Growing Up Female with the Mass Media

by Susan J. Douglas

Pub Date: May 1st, 1994
ISBN: 0-8129-2206-9
Publisher: Times/Henry Holt

The author of Inventing American Broadcasting (not reviewed) takes a long, hard look at the pop culture that fed women of the baby-boom generation with images that simultaneously acknowledged a blossoming feminist awareness and reinforced sex-role stereotypes. According to Douglas, conventional cultural history says that boys were portrayed as having a serious impact as political revolutionaries and alienated rebels in films like Blackboard Jungle, while girls merely represented ``the kitsch of the 1960s'': teased hair, Beatlemania, bare breasts at Woodstock, Gidget. But there is more to this story, argues Douglas (Media and American Studies/Hampshire College).
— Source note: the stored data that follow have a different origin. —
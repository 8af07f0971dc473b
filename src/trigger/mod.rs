//! Cron-driven, lock-gated batch trigger.
//!
//! A trigger request arms a cron schedule; on every tick the instance
//! races for the distributed lock and, if it wins, runs the daily batch
//! download. Arming is gated on the `START_CRON` environment switch so
//! only designated instances ever schedule work.

use std::str::FromStr;
use std::sync::Arc;
use std::time::Duration;

use chrono::Utc;
use cron::Schedule;
use tokio_util::sync::CancellationToken;
use tracing::{debug, info, warn};

use crate::lock::DistributedLock;
use crate::pipeline::{DownloadRequest, Pipeline};

/// Lock key shared by every instance racing for a cron tick.
pub const CRON_LOCK_KEY: &str = "twstock-ingest:cron-lock";
/// Lock TTL: long enough to cover clock skew between instances, far
/// shorter than a batch run. The batch itself runs after release-by-TTL
/// would occur; dedup only has to cover the tick window.
pub const CRON_LOCK_TTL: Duration = Duration::from_secs(120);

/// Environment switch that allows this instance to arm cron schedules.
pub const START_CRON_ENV: &str = "START_CRON";

/// HTTP-shaped outcome of a trigger request.
#[derive(Debug, Clone, PartialEq, Eq)]
pub struct TriggerResponse {
    /// 200 armed, 400 bad schedule, 401 gate disabled
    pub code: u16,
    /// Human-readable detail
    pub message: String,
}

/// Whether this instance is allowed to arm cron schedules.
pub fn cron_enabled_from_env() -> bool {
    std::env::var(START_CRON_ENV)
        .map(|v| v == "true")
        .unwrap_or(false)
}

/// Accept 5-field (minute-resolution) expressions by prepending a seconds
/// field; 6- and 7-field expressions pass through.
fn normalize_schedule(expr: &str) -> String {
    let fields = expr.split_whitespace().count();
    if fields == 5 {
        format!("0 {expr}")
    } else {
        expr.to_string()
    }
}

/// Arms cron schedules over a pipeline and a distributed lock.
pub struct CronTrigger {
    pipeline: Arc<Pipeline>,
    lock: Arc<dyn DistributedLock>,
    enabled: bool,
}

impl CronTrigger {
    pub fn new(pipeline: Arc<Pipeline>, lock: Arc<dyn DistributedLock>, enabled: bool) -> Self {
        Self {
            pipeline,
            lock,
            enabled,
        }
    }

    /// Arm `expr`. On success the schedule loop runs until `root_cancel`
    /// fires; each winning tick gets a fresh long-lived cancellation token
    /// so a batch abort never tears down the schedule itself.
    pub fn start(
        &self,
        expr: &str,
        request: DownloadRequest,
        root_cancel: CancellationToken,
    ) -> TriggerResponse {
        if !self.enabled {
            return TriggerResponse {
                code: 401,
                message: format!("{START_CRON_ENV} is not enabled on this instance"),
            };
        }

        let normalized = normalize_schedule(expr);
        let schedule = match Schedule::from_str(&normalized) {
            Ok(schedule) => schedule,
            Err(err) => {
                return TriggerResponse {
                    code: 400,
                    message: format!("invalid cron expression {expr:?}: {err}"),
                }
            }
        };

        let pipeline = self.pipeline.clone();
        let lock = self.lock.clone();
        tokio::spawn(run_schedule(
            schedule, request, pipeline, lock, root_cancel,
        ));

        TriggerResponse {
            code: 200,
            message: format!("cron armed: {normalized}"),
        }
    }
}

async fn run_schedule(
    schedule: Schedule,
    request: DownloadRequest,
    pipeline: Arc<Pipeline>,
    lock: Arc<dyn DistributedLock>,
    root_cancel: CancellationToken,
) {
    info!(schedule = %schedule, "cron loop started");
    loop {
        let Some(next) = schedule.upcoming(Utc).next() else {
            debug!("schedule exhausted");
            break;
        };
        let wait = (next - Utc::now())
            .to_std()
            .unwrap_or(Duration::ZERO);

        tokio::select! {
            _ = tokio::time::sleep(wait) => {}
            _ = root_cancel.cancelled() => break,
        }

        match lock.obtain(CRON_LOCK_KEY, CRON_LOCK_TTL).await {
            Ok(Some(guard)) => {
                info!(tick = %next, "won cron tick, starting batch");
                let batch_cancel = CancellationToken::new();
                let result = pipeline
                    .batching_download(batch_cancel, request.clone())
                    .await;
                if let Err(err) = result {
                    warn!(error = %err, "cron batch failed");
                }
                if let Err(err) = lock.release(guard).await {
                    warn!(error = %err, "lock release failed");
                }
            }
            Ok(None) => debug!(tick = %next, "another instance won the tick"),
            Err(err) => warn!(error = %err, "lock backend unavailable, skipping tick"),
        }
    }
    info!("cron loop stopped");
}
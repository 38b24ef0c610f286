//! Core data models for the standings service.

mod fixture;
mod ids;
mod season;
mod sport;
mod stage;
mod team;

pub use fixture::*;
pub use ids::*;
pub use season::*;
pub use sport::*;
pub use stage::*;
pub use team::*;
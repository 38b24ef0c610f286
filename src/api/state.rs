use std::sync::Arc;

use crate::standings::service::StandingsService;

#[derive(Clone)]
pub struct AppState {
    pub service: Arc<StandingsService>,
}
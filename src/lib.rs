//! # League Standings
//!
//! Standings computation and faceted navigation for a collegiate sports
//! league: seasons, sports, divisions, and competition stages over a
//! filesystem data directory.
//!
//! ## Architecture
//!
//! - **models**: Core data structures (seasons, stages, fixtures, teams)
//! - **store**: Filesystem data directory operations (JSONL tables)
//! - **standings**: Filter resolution, navigation, and stage aggregation
//! - **api**: REST API endpoints
//! - **config**: Configuration loading and validation

pub mod api;
pub mod clock;
pub mod config;
pub mod models;
pub mod standings;
pub mod store;

pub use models::*;
//! Filter resolution: partial selection criteria to a concrete stage.

use serde::{Deserialize, Serialize};
use tracing::debug;

use crate::clock::Clock;
use crate::models::{
    CompetitionStage, SeasonId, SportCategoryId, SportId, Stage, StageId,
};
use crate::store::LeagueStore;

use super::StandingsError;

/// A partial, possibly ambiguous standings selection. Every field optional.
#[derive(Debug, Clone, Default, PartialEq, Serialize, Deserialize)]
pub struct StandingsFilters {
    pub season_id: Option<SeasonId>,
    pub sport_id: Option<SportId>,
    pub sport_category_id: Option<SportCategoryId>,
    pub stage_id: Option<StageId>,
    pub competition_stage: Option<CompetitionStage>,
}

impl StandingsFilters {
    pub fn for_stage(stage_id: StageId) -> Self {
        Self {
            stage_id: Some(stage_id),
            ..Self::default()
        }
    }
}

/// A fully-specified query target derived from [`StandingsFilters`].
#[derive(Debug, Clone, PartialEq, Serialize)]
pub struct ResolvedSelection {
    pub season_id: SeasonId,
    pub sport_id: SportId,
    pub sport_category_id: SportCategoryId,
    pub stage_id: StageId,
    pub competition_stage: CompetitionStage,
}

/// Normalizes partial filters against the seasons/categories/stages that
/// actually exist. Pure read-through; no side effects.
pub struct FilterResolver<'a> {
    store: &'a LeagueStore,
    clock: &'a dyn Clock,
    default_stage: CompetitionStage,
}

impl<'a> FilterResolver<'a> {
    pub fn new(store: &'a LeagueStore, clock: &'a dyn Clock, default_stage: CompetitionStage) -> Self {
        Self {
            store,
            clock,
            default_stage,
        }
    }

    /// Resolve filters into a concrete selection.
    ///
    /// `stage_id` takes precedence: every other field is derived from the
    /// stage row and conflicting sibling filters are ignored, not validated.
    pub fn resolve(&self, filters: &StandingsFilters) -> Result<ResolvedSelection, StandingsError> {
        if let Some(stage_id) = filters.stage_id {
            let stage = self
                .store
                .stage(stage_id)?
                .ok_or(StandingsError::StageNotFound)?;
            return self.selection_from_stage(&stage);
        }

        let season_id = match filters.season_id {
            Some(id) => id,
            None => self.default_season()?,
        };

        let category_id = self.resolve_category(filters, season_id)?;
        let phase = filters.competition_stage.unwrap_or(self.default_stage);

        let stage = self
            .store
            .stages()?
            .into_iter()
            .find(|s| {
                s.sport_category_id == category_id
                    && s.season_id == season_id
                    && s.competition_stage == phase
            })
            .ok_or(StandingsError::StageNotFound)?;

        debug!(stage_id = %stage.id, phase = %phase, "resolved standings selection");
        self.selection_from_stage(&stage)
    }

    fn selection_from_stage(&self, stage: &Stage) -> Result<ResolvedSelection, StandingsError> {
        // A stage pointing at a missing category row cannot be fully
        // resolved; report it the same way as a missing stage.
        let category = self
            .store
            .sport_category(stage.sport_category_id)?
            .ok_or(StandingsError::StageNotFound)?;

        Ok(ResolvedSelection {
            season_id: stage.season_id,
            sport_id: category.sport_id,
            sport_category_id: category.id,
            stage_id: stage.id,
            competition_stage: stage.competition_stage,
        })
    }

    /// The season bracketing "now", else the most recently ended one.
    ///
    /// Overlapping running seasons are malformed data; the most recently
    /// started wins, deterministically.
    fn default_season(&self) -> Result<SeasonId, StandingsError> {
        let seasons = self.store.seasons()?;
        let now = self.clock.now();

        if let Some(running) = seasons
            .iter()
            .filter(|s| s.is_running_at(now))
            .max_by_key(|s| s.starts_at)
        {
            return Ok(running.id);
        }

        seasons
            .iter()
            .filter(|s| s.has_ended_at(now))
            .max_by_key(|s| s.ends_at)
            .map(|s| s.id)
            .ok_or(StandingsError::NoSeasonAvailable)
    }

    /// Pick the category: given directly, or the only category of the given
    /// sport with a stage in the season. Anything less specific is ambiguous.
    fn resolve_category(
        &self,
        filters: &StandingsFilters,
        season_id: SeasonId,
    ) -> Result<SportCategoryId, StandingsError> {
        if let Some(id) = filters.sport_category_id {
            return Ok(id);
        }

        let sport_id = filters.sport_id.ok_or(StandingsError::AmbiguousSelection)?;
        let staged: Vec<SportCategoryId> = {
            let season_stages = self.store.stages_for_season(season_id)?;
            self.store
                .categories_for_sport(sport_id)?
                .into_iter()
                .filter(|c| season_stages.iter().any(|s| s.sport_category_id == c.id))
                .map(|c| c.id)
                .collect()
        };

        match staged.as_slice() {
            [only] => Ok(*only),
            [] => Err(StandingsError::StageNotFound),
            _ => Err(StandingsError::AmbiguousSelection),
        }
    }
}
//! Sports and sport categories.

use serde::{Deserialize, Serialize};
use std::fmt;

use super::{SportCategoryId, SportId};

/// A sport offered by the federation (e.g. volleyball, futsal).
#[derive(Debug, Clone, Serialize, Deserialize)]
pub struct Sport {
    pub id: SportId,
    pub name: String,
}

impl Sport {
    pub fn new(id: SportId, name: String) -> Self {
        Self { id, name }
    }
}

/// Competition division within a sport.
#[derive(Debug, Clone, Copy, PartialEq, Eq, Hash, Serialize, Deserialize)]
#[serde(rename_all = "snake_case")]
pub enum Division {
    Men,
    Women,
    Mixed,
}

impl fmt::Display for Division {
    fn fmt(&self, f: &mut fmt::Formatter<'_>) -> fmt::Result {
        let s = match self {
            Division::Men => "men",
            Division::Women => "women",
            Division::Mixed => "mixed",
        };
        write!(f, "{s}")
    }
}

/// Competition level within a division.
#[derive(Debug, Clone, Copy, PartialEq, Eq, Hash, Serialize, Deserialize)]
#[serde(rename_all = "snake_case")]
pub enum Level {
    Varsity,
    JuniorVarsity,
    Club,
}

impl fmt::Display for Level {
    fn fmt(&self, f: &mut fmt::Formatter<'_>) -> fmt::Result {
        let s = match self {
            Level::Varsity => "varsity",
            Level::JuniorVarsity => "junior_varsity",
            Level::Club => "club",
        };
        write!(f, "{s}")
    }
}

/// A (sport, division, level) triple — the unit teams actually compete in.
#[derive(Debug, Clone, Serialize, Deserialize)]
pub struct SportCategory {
    pub id: SportCategoryId,
    pub sport_id: SportId,
    pub division: Division,
    pub level: Level,
}

impl SportCategory {
    pub fn new(id: SportCategoryId, sport_id: SportId, division: Division, level: Level) -> Self {
        Self {
            id,
            sport_id,
            division,
            level,
        }
    }

    /// Short label for dropdowns and logs, e.g. "women varsity".
    pub fn label(&self) -> String {
        format!("{} {}", self.division, self.level)
    }
}
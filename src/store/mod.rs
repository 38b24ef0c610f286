//! League data store.
//!
//! The federation's records live in a JSONL data directory, one file per
//! table. This layer is the query capability the standings core reads
//! through: typed loads plus filter-by-foreign-key lookups. The core never
//! writes; [`JsonlWriter`] exists for the `import` command and tests.

mod jsonl;
mod league;

pub use jsonl::{JsonlReader, JsonlWriter, Table};
pub use league::LeagueStore;

use std::path::PathBuf;
use thiserror::Error;

/// Errors that can occur during store operations.
#[derive(Debug, Error)]
pub enum StoreError {
    #[error("IO error: {0}")]
    Io(#[from] std::io::Error),

    #[error("JSON serialization error: {0}")]
    Json(#[from] serde_json::Error),
}

/// Location of the league data directory.
#[derive(Debug, Clone)]
pub struct StoreConfig {
    pub data_dir: PathBuf,
}

impl StoreConfig {
    pub fn new(data_dir: PathBuf) -> Self {
        Self { data_dir }
    }

    pub fn table_path(&self, table: Table) -> PathBuf {
        self.data_dir.join(table.filename())
    }
}

impl Default for StoreConfig {
    fn default() -> Self {
        Self::new(PathBuf::from("./data"))
    }
}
Her reexamination of popular culture shows that female baby boomers grew up hearing that they were significant and equal from sources as diverse as JFK, who encouraged them to join the Peace Corps; Helen Gurley Brown, who made being single sound exciting; and the Shirelles, who in songs like ``Will You Love Me Tomorrow'' gave voice to the issue of teenage sex and suggested that girls had choices. But while all this was going on, young women were also urged to be ``as domestic as June Cleaver, as buxom and dumb as Elly May Clampett, and as removed from politics as Lily Munster.'' Example after example demonstrates how this type of ambivalent representation helped make women the ``cultural schizophrenics'' they are today, from those who endorse many equal-rights goals but wince at the label ``feminist'' to the apparently confident souls who would ``still rather have a root canal than appear in public in a bathing suit.'' Sharp reflections on everything from Bewitched (women's power was too frightening to portray realistically) to Phyllis Schlafly (who makes ``the Wicked Witch of the West look like Mary Poppins'') ring funny and true. A witty, insightful romp through the last four decades- -especially nostalgic and enlightening for readers raised on Charlie's Angels and the Mashed Potatoes.